«En nombre de esa ficción que apela tanto al
interés colectivo, al derecho colectivo como a la voluntad y a la libertad
colectivas, los absolutistas jacobinos, los revolucionarios de la escuela de J.
J. Rousseau y de Robespierre, proclaman la teoría amenazadora e inhumana del
derecho absoluto del Estado, mientras que los absolutistas monárquicos la
apoyan, con mucha mayor consecuencia lógica, en la gracia de dios. Los
doctrinarios liberales, al menos aquellos que toman las teorías liberales en
serio, parten del principio de la libertad individual, se colocan primeramente,
se sabe, como adversarios de la del Estado.
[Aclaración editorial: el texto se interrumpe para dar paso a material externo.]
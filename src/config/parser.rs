use crate::error::{Error, Result};
use serde::{Deserialize, Serialize};
use serde_json::{Map, Value};
use std::collections::BTreeMap;
use std::path::Path;
use std::time::Duration;

/// Prefix of every environment override
pub const ENV_PREFIX: &str = "SERVICE_HOST_";

/// Configuration for a single service.
///
/// `options` are checked against the service descriptor when the manager
/// is built; `metadata` is carried through to status responses untouched.
///
/// # Examples
///
/// ```
/// use service_host::config::ServiceConfig;
/// use serde_json::{json, Map};
///
/// let mut options = Map::new();
/// options.insert("interval_ms".to_string(), json!(1000));
///
/// let service_config = ServiceConfig {
///     enabled: true,
///     metadata: Map::new(),
///     options,
/// };
/// assert!(service_config.enabled);
/// ```
#[derive(Debug, Clone, PartialEq, Serialize, Deserialize)]
pub struct ServiceConfig {
    /// Run the service when no explicit enabled list is given.
    /// Defaults to true.
    #[serde(default = "default_true")]
    pub enabled: bool,

    /// Free-form metadata reported alongside the service status.
    #[serde(default)]
    pub metadata: Map<String, Value>,

    /// Service-specific options.
    #[serde(default)]
    pub options: Map<String, Value>,
}

impl Default for ServiceConfig {
    fn default() -> Self {
        Self {
            enabled: true,
            metadata: Map::new(),
            options: Map::new(),
        }
    }
}

/// Bearer token authentication configuration
#[derive(Debug, Clone, PartialEq, Serialize, Deserialize)]
pub struct BearerAuthConfig {
    /// Bearer token
    pub token: String,
}

/// Authentication configuration for the control API
#[derive(Debug, Clone, Default, PartialEq, Serialize, Deserialize)]
pub struct AuthConfig {
    /// Bearer token authentication
    #[serde(default, skip_serializing_if = "Option::is_none")]
    pub bearer: Option<BearerAuthConfig>,
}

/// Configuration of the HTTP control surface
#[derive(Debug, Clone, PartialEq, Serialize, Deserialize)]
pub struct ApiConfig {
    /// Serve the control API at all
    #[serde(default = "default_true")]
    pub enabled: bool,

    /// Address to bind to
    #[serde(default = "default_host")]
    pub host: String,

    /// Port to listen on
    #[serde(default = "default_port")]
    pub port: u16,

    /// Path prefix for every route, e.g. `/api`. Empty for none.
    #[serde(default)]
    pub prefix: String,

    /// Number of actix worker threads
    #[serde(default = "default_workers")]
    pub workers: usize,

    /// Allow cross-origin requests
    #[serde(default = "default_true")]
    pub cors: bool,

    /// Authentication settings
    #[serde(default, skip_serializing_if = "Option::is_none")]
    pub authenticate: Option<AuthConfig>,
}

impl Default for ApiConfig {
    fn default() -> Self {
        Self {
            enabled: true,
            host: default_host(),
            port: default_port(),
            prefix: String::new(),
            workers: default_workers(),
            cors: true,
            authenticate: None,
        }
    }
}

impl ApiConfig {
    /// Bearer token required by the API, if any
    pub fn bearer_token(&self) -> Option<&str> {
        self.authenticate
            .as_ref()
            .and_then(|a| a.bearer.as_ref())
            .map(|b| b.token.as_str())
    }

    /// `host:port` to bind
    pub fn address(&self) -> String {
        format!("{}:{}", self.host, self.port)
    }
}

/// Timeouts governing startup, health checks and shutdown
#[derive(Debug, Clone, PartialEq, Serialize, Deserialize)]
pub struct LifecycleConfig {
    /// Upper bound on a single service health check
    #[serde(default = "default_health_check_timeout_ms")]
    pub health_check_timeout_ms: u64,

    /// Grace period for the coordinated shutdown
    #[serde(default = "default_shutdown_grace_ms")]
    pub shutdown_grace_ms: u64,

    /// Exit non-zero when a stop failed within the grace period
    #[serde(default)]
    pub strict_shutdown_exit: bool,
}

impl Default for LifecycleConfig {
    fn default() -> Self {
        Self {
            health_check_timeout_ms: default_health_check_timeout_ms(),
            shutdown_grace_ms: default_shutdown_grace_ms(),
            strict_shutdown_exit: false,
        }
    }
}

impl LifecycleConfig {
    /// Health check timeout as a `Duration`
    pub fn health_check_timeout(&self) -> Duration {
        Duration::from_millis(self.health_check_timeout_ms)
    }

    /// Shutdown grace period as a `Duration`
    pub fn shutdown_grace(&self) -> Duration {
        Duration::from_millis(self.shutdown_grace_ms)
    }
}

/// Background health monitor configuration
#[derive(Debug, Clone, PartialEq, Serialize, Deserialize)]
pub struct MonitorConfig {
    /// Run the monitor
    #[serde(default)]
    pub enabled: bool,

    /// Time between two rounds of checks
    #[serde(default = "default_check_interval_ms")]
    pub check_interval_ms: u64,

    /// Unhealthy reports in a row before a running service is faulted
    #[serde(default = "default_max_consecutive_failures")]
    pub max_consecutive_failures: u32,

    /// Retry services found in ERROR
    #[serde(default)]
    pub auto_retry: bool,
}

impl Default for MonitorConfig {
    fn default() -> Self {
        Self {
            enabled: false,
            check_interval_ms: default_check_interval_ms(),
            max_consecutive_failures: default_max_consecutive_failures(),
            auto_retry: false,
        }
    }
}

/// Main configuration for the service host.
///
/// Every section is optional; an empty document is a valid configuration
/// with no services enabled.
///
/// # YAML Schema
///
/// ```yaml
/// title: Service Host
/// version: 0.1.0
/// environment: production
/// enabled_services: [monitoring, clock]
/// api:
///   host: 0.0.0.0
///   port: 8000
///   prefix: /api
/// lifecycle:
///   shutdown_grace_ms: 10000
/// services:
///   monitoring:
///     options:
///       interval_ms: 5000
///   clock:
///     metadata:
///       owner: platform
/// ```
///
/// # Examples
///
/// ```
/// use service_host::config::Config;
///
/// let config = Config::parse_from_str(r#"
/// enabled_services: [clock]
/// services:
///   clock:
///     options:
///       utc_offset_minutes: 60
/// "#).unwrap();
///
/// assert_eq!(config.enabled_services(), vec!["clock".to_string()]);
/// ```
#[derive(Debug, Clone, PartialEq, Serialize, Deserialize)]
pub struct Config {
    /// Application title
    #[serde(default = "default_title")]
    pub title: String,

    /// Application version
    #[serde(default = "default_version")]
    pub version: String,

    /// Deployment environment name
    #[serde(default = "default_environment")]
    pub environment: String,

    /// Ordered list of services to run. Takes precedence over the
    /// per-service `enabled` flags.
    #[serde(default, skip_serializing_if = "Option::is_none")]
    pub enabled_services: Option<Vec<String>>,

    /// HTTP control surface
    #[serde(default)]
    pub api: ApiConfig,

    /// Lifecycle timeouts
    #[serde(default)]
    pub lifecycle: LifecycleConfig,

    /// Health monitor
    #[serde(default)]
    pub monitor: MonitorConfig,

    /// Per-service configuration, keyed by service name
    #[serde(default)]
    pub services: BTreeMap<String, ServiceConfig>,
}

impl Default for Config {
    fn default() -> Self {
        Self {
            title: default_title(),
            version: default_version(),
            environment: default_environment(),
            enabled_services: None,
            api: ApiConfig::default(),
            lifecycle: LifecycleConfig::default(),
            monitor: MonitorConfig::default(),
            services: BTreeMap::new(),
        }
    }
}

impl Config {
    /// Loads a configuration from a file path.
    ///
    /// Files ending in `.json` are parsed as JSON, everything else as YAML.
    ///
    /// # Errors
    ///
    /// Returns [`Error::ConfigParse`] if:
    /// * The file cannot be read
    /// * The contents are not valid YAML/JSON
    /// * The document does not conform to the expected schema
    pub fn from_file(path: impl AsRef<Path>) -> Result<Self> {
        let path = path.as_ref();
        let content = std::fs::read_to_string(path).map_err(|e| {
            Error::ConfigParse(format!(
                "Failed to read config file {}: {}",
                path.display(),
                e
            ))
        })?;

        let is_json = path
            .extension()
            .and_then(|e| e.to_str())
            .is_some_and(|e| e.eq_ignore_ascii_case("json"));

        if is_json {
            serde_json::from_str(&content)
                .map_err(|e| Error::ConfigParse(format!("Failed to parse JSON config: {}", e)))
        } else {
            Self::parse_from_str(&content)
        }
    }

    /// Parses a configuration from a YAML (or JSON) string.
    ///
    /// An empty or whitespace-only document yields the default configuration.
    pub fn parse_from_str(content: &str) -> Result<Self> {
        if content.trim().is_empty() {
            return Ok(Self::default());
        }
        serde_yaml::from_str(content)
            .map_err(|e| Error::ConfigParse(format!("Failed to parse YAML config: {}", e)))
    }

    /// Apply `SERVICE_HOST_*` overrides from the process environment.
    pub fn apply_env_overrides(&mut self) -> Result<()> {
        self.apply_env_overrides_from(std::env::vars())
    }

    /// Apply `SERVICE_HOST_*` overrides from the given variables.
    ///
    /// Variables without the prefix and unknown keys are ignored.
    pub fn apply_env_overrides_from<I, K, V>(&mut self, vars: I) -> Result<()>
    where
        I: IntoIterator<Item = (K, V)>,
        K: AsRef<str>,
        V: AsRef<str>,
    {
        for (key, value) in vars {
            let Some(key) = key.as_ref().strip_prefix(ENV_PREFIX) else {
                continue;
            };
            let value = value.as_ref().trim();

            match key {
                "ENABLED_SERVICES" => {
                    self.enabled_services = Some(
                        value
                            .split(',')
                            .map(str::trim)
                            .filter(|s| !s.is_empty())
                            .map(String::from)
                            .collect(),
                    );
                }
                "API_HOST" => self.api.host = value.to_string(),
                "API_PORT" => {
                    self.api.port = value.parse().map_err(|e| {
                        Error::ConfigParse(format!("Invalid {}API_PORT '{}': {}", ENV_PREFIX, value, e))
                    })?;
                }
                "API_PREFIX" => self.api.prefix = value.to_string(),
                "ENVIRONMENT" => self.environment = value.to_string(),
                "SHUTDOWN_GRACE_MS" => {
                    self.lifecycle.shutdown_grace_ms = value.parse().map_err(|e| {
                        Error::ConfigParse(format!(
                            "Invalid {}SHUTDOWN_GRACE_MS '{}': {}",
                            ENV_PREFIX, value, e
                        ))
                    })?;
                }
                _ => continue,
            }
            tracing::debug!(key, "Applied environment override");
        }
        Ok(())
    }

    /// Ordered list of services to run.
    ///
    /// The explicit `enabled_services` list wins; otherwise every entry of
    /// `services` with `enabled: true`, sorted by name.
    pub fn enabled_services(&self) -> Vec<String> {
        match &self.enabled_services {
            Some(list) => list.clone(),
            None => self
                .services
                .iter()
                .filter(|(_, s)| s.enabled)
                .map(|(name, _)| name.clone())
                .collect(),
        }
    }
}

fn default_true() -> bool {
    true
}

fn default_host() -> String {
    "0.0.0.0".to_string()
}

fn default_port() -> u16 {
    8000
}

fn default_workers() -> usize {
    2
}

fn default_health_check_timeout_ms() -> u64 {
    2000
}

fn default_shutdown_grace_ms() -> u64 {
    10_000
}

fn default_check_interval_ms() -> u64 {
    30_000
}

fn default_max_consecutive_failures() -> u32 {
    3
}

fn default_title() -> String {
    "Service Host".to_string()
}

fn default_version() -> String {
    env!("CARGO_PKG_VERSION").to_string()
}

fn default_environment() -> String {
    "development".to_string()
}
Son ellos los primeros que dijeron
que el gobierno –es decir, el cuerpo de funcionarios organizado de una manera o
de otra, y encargado especialmente de ejercer la acción, el Estado– es un mal
necesario, y que toda la civilización consistió en esto, en disminuir cada vez
más sus atributos y sus derechos. Sin embargo, vemos que en la práctica, siempre
que ha sido puesta seriamente en tela de juicio la existencia del Estado, los
liberales doctrinarios se mostraron partidarios del derecho absoluto del Estado,
no menos fanáticos que los absolutistas monárquicos y jacobinos.
Su culto
incondicional del Estado, en apariencia al menos tan completamente opuesto a sus
máximas liberales, se explica de dos maneras: primero prácticamente, por los
intereses de su clase, pues la inmensa mayoría de los liberales doctrinarios
pertenecen a la burguesía. Esa clase tan numerosa y tan respetable no exigiría
nada mejor que se le concediese el derecho o, más bien, el privilegio de la más
completa anarquía; toda su economía social, la base real de su existencia
política, no tiene otra ley, como es sabido, que esa anarquía expresada en estas
palabras tan célebres: “Laissez faire et laissez passer”. Pero no quiere esa
anarquía más que para sí misma y sólo a condición de que las masas, “demasiado
ignorantes para disfrutarla sin abusar”, queden sometidas a la más severa
disciplina del Estado. Porque si las masas, cansadas de trabajar para otros, se
insurreccionasen, toda la existencia política y social de la burguesía se
derrumbaría.
Vemos también en todas partes y siempre que, cuando la masa
de los trabajadores se mueve, los liberales burgueses más exaltados se vuelven
inmediatamente partidarios tenaces de la omnipotencia del Estado. Y como la
agitación de las masas populares se hace de día en día un mal creciente y
crónico, vemos a los burgueses liberales, aun en los países más libres,
convertirse más y más al culto del poder absoluto».